The first line of the entries through the line bearing "and are dropped.": copy these lines exactly and return nothing else.

▶ _Exercise materials_
-- -- --

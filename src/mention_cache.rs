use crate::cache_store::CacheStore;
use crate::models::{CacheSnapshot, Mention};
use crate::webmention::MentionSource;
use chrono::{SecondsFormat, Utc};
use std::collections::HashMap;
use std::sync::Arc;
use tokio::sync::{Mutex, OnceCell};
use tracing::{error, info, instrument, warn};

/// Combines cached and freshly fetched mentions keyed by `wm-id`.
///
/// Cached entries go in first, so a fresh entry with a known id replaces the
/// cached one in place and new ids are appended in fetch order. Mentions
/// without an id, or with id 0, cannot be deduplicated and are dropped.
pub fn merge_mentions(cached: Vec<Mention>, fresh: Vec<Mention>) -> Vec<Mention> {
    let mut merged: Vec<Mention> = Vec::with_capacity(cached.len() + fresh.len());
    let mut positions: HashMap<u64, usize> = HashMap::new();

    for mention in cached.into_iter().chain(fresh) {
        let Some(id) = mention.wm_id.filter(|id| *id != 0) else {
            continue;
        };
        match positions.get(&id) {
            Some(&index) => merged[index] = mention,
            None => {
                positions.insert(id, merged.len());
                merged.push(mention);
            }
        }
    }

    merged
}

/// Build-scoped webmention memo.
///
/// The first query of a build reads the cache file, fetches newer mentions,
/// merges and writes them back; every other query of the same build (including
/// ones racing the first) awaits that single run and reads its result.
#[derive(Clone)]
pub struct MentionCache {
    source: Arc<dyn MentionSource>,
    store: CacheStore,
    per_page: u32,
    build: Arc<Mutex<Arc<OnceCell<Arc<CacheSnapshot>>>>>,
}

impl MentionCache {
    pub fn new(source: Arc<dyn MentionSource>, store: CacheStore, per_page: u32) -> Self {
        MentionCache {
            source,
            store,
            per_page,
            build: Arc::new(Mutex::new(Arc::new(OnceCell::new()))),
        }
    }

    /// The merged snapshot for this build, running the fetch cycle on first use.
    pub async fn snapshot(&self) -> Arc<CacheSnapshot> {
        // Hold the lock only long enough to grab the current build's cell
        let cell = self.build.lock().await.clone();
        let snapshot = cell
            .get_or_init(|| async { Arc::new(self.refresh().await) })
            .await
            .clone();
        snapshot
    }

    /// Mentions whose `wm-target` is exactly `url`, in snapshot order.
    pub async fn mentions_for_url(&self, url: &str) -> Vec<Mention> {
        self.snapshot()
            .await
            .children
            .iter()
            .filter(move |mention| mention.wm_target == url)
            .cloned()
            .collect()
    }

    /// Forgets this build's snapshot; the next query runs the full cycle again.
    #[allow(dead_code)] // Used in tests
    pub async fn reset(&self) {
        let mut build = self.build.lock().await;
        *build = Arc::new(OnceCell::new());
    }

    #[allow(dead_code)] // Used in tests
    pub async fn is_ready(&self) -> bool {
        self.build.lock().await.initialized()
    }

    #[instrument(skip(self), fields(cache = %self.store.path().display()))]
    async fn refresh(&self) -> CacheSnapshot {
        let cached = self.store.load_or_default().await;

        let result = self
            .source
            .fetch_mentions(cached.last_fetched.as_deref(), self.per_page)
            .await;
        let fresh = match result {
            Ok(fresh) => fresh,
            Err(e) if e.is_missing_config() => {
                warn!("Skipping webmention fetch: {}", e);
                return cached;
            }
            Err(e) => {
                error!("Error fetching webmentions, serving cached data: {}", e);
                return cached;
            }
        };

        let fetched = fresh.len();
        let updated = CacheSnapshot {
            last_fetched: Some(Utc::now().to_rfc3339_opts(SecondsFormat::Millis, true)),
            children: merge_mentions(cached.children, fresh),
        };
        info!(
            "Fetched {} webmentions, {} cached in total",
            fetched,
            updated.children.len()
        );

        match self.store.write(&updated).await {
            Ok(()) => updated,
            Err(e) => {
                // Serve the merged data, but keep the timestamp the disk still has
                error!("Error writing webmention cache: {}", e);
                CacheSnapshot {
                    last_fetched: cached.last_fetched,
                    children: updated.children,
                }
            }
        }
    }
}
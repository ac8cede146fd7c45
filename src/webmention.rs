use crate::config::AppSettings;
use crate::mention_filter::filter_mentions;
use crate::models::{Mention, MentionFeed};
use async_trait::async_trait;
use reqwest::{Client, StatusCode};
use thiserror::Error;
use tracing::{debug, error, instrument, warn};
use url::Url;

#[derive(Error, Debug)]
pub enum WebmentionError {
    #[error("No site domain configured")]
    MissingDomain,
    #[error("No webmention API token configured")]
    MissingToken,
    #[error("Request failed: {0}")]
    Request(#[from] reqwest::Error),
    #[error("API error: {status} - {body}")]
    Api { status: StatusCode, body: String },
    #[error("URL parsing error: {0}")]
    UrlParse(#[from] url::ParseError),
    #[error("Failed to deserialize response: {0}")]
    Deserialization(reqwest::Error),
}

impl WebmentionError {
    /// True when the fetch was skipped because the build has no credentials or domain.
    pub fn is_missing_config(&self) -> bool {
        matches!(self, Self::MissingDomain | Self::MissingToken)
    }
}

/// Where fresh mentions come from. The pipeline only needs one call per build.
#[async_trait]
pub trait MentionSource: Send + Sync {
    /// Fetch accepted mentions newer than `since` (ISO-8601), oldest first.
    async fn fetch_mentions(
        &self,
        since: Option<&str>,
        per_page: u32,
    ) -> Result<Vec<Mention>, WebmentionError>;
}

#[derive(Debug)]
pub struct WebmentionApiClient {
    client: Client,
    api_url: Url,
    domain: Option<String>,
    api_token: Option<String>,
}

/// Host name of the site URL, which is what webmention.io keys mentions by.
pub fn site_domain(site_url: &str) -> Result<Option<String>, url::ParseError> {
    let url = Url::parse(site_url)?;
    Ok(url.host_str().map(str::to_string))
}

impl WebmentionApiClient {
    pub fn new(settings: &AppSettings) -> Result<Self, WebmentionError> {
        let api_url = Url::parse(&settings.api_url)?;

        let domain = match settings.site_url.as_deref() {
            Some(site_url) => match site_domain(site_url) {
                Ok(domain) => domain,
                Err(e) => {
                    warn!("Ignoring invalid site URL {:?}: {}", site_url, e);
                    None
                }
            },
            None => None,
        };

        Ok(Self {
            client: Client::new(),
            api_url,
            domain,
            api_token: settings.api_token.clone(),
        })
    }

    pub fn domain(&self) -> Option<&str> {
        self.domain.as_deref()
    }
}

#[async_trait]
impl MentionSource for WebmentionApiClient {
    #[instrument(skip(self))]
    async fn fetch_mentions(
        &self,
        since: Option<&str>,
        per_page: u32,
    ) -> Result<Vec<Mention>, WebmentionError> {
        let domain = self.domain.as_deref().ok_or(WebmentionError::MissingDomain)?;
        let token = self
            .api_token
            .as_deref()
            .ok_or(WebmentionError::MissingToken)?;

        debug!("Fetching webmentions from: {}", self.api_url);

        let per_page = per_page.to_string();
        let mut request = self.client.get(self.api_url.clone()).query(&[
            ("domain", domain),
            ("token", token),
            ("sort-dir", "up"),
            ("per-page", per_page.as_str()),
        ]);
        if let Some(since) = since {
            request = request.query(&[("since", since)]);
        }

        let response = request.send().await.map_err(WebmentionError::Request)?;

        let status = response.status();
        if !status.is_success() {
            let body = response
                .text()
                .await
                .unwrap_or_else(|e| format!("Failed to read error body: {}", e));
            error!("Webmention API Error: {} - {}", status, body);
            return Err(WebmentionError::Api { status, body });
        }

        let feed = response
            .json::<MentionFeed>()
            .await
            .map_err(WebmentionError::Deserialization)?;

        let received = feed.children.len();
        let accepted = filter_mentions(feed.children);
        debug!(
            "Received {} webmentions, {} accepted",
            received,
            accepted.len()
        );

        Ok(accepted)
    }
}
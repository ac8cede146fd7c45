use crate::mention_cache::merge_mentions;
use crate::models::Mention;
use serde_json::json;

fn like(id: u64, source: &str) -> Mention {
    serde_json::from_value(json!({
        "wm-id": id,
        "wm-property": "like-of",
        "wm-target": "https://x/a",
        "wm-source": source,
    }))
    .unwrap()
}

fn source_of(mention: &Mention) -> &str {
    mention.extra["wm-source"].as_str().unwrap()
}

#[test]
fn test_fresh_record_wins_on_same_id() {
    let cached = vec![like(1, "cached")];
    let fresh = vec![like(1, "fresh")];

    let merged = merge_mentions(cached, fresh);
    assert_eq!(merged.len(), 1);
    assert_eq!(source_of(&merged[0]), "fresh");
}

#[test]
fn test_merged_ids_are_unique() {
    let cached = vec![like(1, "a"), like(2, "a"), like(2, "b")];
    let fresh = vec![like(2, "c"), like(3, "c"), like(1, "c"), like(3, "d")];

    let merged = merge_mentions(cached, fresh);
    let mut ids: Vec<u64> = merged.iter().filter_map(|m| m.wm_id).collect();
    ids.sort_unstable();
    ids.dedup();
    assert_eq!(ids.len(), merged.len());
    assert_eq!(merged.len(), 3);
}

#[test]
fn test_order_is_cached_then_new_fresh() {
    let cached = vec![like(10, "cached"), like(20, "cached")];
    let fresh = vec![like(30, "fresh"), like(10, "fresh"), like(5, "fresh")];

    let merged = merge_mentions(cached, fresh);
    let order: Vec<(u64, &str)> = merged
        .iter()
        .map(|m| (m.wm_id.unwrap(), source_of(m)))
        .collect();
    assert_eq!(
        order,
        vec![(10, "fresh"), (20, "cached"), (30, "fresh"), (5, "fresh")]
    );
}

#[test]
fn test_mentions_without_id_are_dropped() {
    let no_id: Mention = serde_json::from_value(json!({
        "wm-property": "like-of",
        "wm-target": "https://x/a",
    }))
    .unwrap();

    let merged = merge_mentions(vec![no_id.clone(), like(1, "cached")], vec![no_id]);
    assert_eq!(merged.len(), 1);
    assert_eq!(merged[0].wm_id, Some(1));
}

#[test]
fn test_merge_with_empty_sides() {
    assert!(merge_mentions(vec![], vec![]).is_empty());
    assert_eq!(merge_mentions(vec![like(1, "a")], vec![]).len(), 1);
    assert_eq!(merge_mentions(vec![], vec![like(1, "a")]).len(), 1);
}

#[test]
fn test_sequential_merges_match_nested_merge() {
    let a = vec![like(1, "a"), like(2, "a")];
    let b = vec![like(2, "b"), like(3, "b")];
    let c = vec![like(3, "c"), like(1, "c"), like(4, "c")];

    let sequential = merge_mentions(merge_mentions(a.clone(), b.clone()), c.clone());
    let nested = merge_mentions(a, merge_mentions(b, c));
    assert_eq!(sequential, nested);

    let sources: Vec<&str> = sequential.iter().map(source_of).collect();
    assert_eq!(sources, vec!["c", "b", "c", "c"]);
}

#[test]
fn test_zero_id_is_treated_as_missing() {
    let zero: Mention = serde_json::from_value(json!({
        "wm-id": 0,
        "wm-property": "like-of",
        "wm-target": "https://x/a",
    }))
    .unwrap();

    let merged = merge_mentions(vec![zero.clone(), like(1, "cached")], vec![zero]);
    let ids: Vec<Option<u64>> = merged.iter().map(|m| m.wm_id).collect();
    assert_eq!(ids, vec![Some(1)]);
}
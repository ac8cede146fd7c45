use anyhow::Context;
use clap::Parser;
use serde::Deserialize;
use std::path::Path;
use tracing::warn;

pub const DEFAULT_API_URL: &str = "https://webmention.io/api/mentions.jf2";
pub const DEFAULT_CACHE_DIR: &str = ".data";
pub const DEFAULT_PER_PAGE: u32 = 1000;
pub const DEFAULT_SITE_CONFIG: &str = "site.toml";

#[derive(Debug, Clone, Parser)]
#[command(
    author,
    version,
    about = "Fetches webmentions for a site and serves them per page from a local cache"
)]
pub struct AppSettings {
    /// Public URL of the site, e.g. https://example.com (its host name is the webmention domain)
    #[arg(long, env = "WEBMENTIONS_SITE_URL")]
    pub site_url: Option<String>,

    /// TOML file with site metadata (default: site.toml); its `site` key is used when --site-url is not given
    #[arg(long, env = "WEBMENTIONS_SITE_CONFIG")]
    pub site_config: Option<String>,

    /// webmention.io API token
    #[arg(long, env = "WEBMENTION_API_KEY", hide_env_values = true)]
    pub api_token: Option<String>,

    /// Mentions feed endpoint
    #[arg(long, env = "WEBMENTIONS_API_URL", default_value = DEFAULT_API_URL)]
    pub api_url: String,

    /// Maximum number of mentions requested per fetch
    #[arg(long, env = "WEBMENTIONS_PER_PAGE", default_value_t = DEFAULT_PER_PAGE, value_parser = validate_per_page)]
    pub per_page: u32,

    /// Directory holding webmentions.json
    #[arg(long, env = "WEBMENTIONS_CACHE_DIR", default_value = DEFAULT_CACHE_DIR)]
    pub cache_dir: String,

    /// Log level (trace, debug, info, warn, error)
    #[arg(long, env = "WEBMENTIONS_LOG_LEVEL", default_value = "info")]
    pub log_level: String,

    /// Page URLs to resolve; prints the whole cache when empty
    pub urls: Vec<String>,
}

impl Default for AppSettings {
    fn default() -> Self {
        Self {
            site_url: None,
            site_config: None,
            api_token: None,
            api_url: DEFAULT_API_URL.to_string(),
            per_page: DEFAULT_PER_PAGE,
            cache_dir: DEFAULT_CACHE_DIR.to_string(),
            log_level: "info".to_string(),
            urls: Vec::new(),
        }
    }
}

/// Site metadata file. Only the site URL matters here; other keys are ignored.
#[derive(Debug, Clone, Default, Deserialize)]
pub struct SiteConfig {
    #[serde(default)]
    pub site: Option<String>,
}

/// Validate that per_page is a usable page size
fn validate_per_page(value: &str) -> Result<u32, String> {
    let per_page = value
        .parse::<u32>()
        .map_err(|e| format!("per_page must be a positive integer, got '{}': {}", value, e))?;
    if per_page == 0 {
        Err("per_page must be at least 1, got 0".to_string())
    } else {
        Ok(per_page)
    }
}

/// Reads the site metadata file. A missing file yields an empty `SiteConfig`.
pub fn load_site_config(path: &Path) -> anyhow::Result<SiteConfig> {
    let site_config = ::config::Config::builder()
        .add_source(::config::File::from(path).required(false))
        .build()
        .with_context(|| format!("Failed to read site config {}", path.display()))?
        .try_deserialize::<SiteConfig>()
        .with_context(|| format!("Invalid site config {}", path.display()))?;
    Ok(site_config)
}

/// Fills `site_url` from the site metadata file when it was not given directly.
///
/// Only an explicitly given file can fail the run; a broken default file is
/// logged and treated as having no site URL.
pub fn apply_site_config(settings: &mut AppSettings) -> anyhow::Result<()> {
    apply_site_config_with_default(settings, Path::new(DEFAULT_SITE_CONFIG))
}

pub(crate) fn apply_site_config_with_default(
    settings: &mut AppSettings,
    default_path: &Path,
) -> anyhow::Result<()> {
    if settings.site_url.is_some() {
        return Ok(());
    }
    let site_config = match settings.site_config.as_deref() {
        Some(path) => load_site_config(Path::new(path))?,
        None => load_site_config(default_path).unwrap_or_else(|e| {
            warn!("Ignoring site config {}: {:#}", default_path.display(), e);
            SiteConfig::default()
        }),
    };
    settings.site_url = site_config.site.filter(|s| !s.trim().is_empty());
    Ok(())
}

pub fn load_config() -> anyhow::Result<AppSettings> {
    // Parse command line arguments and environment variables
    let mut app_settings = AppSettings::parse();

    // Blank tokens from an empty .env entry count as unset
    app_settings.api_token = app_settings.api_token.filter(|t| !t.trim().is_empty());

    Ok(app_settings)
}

-- -- --

▶ _Response to the task_
filename src/mention_cache.rs
use crate::cache_store::CacheStore;
use crate::models::{CacheSnapshot, Mention};
use crate::webmention::MentionSource;
use chrono::{SecondsFormat, Utc};
use std::collections::HashMap;
use std::sync::Arc;
use tokio::sync::{Mutex, OnceCell};
use tracing::{error, info, instrument, warn};

/// Combines cached and freshly fetched mentions keyed by `wm-id`.
///
/// Cached entries go in first, so a fresh entry with a known id replaces the
/// cached one in place and new ids are appended in fetch order. Mentions
/// without an id, or with id 0, cannot be deduplicated and are dropped.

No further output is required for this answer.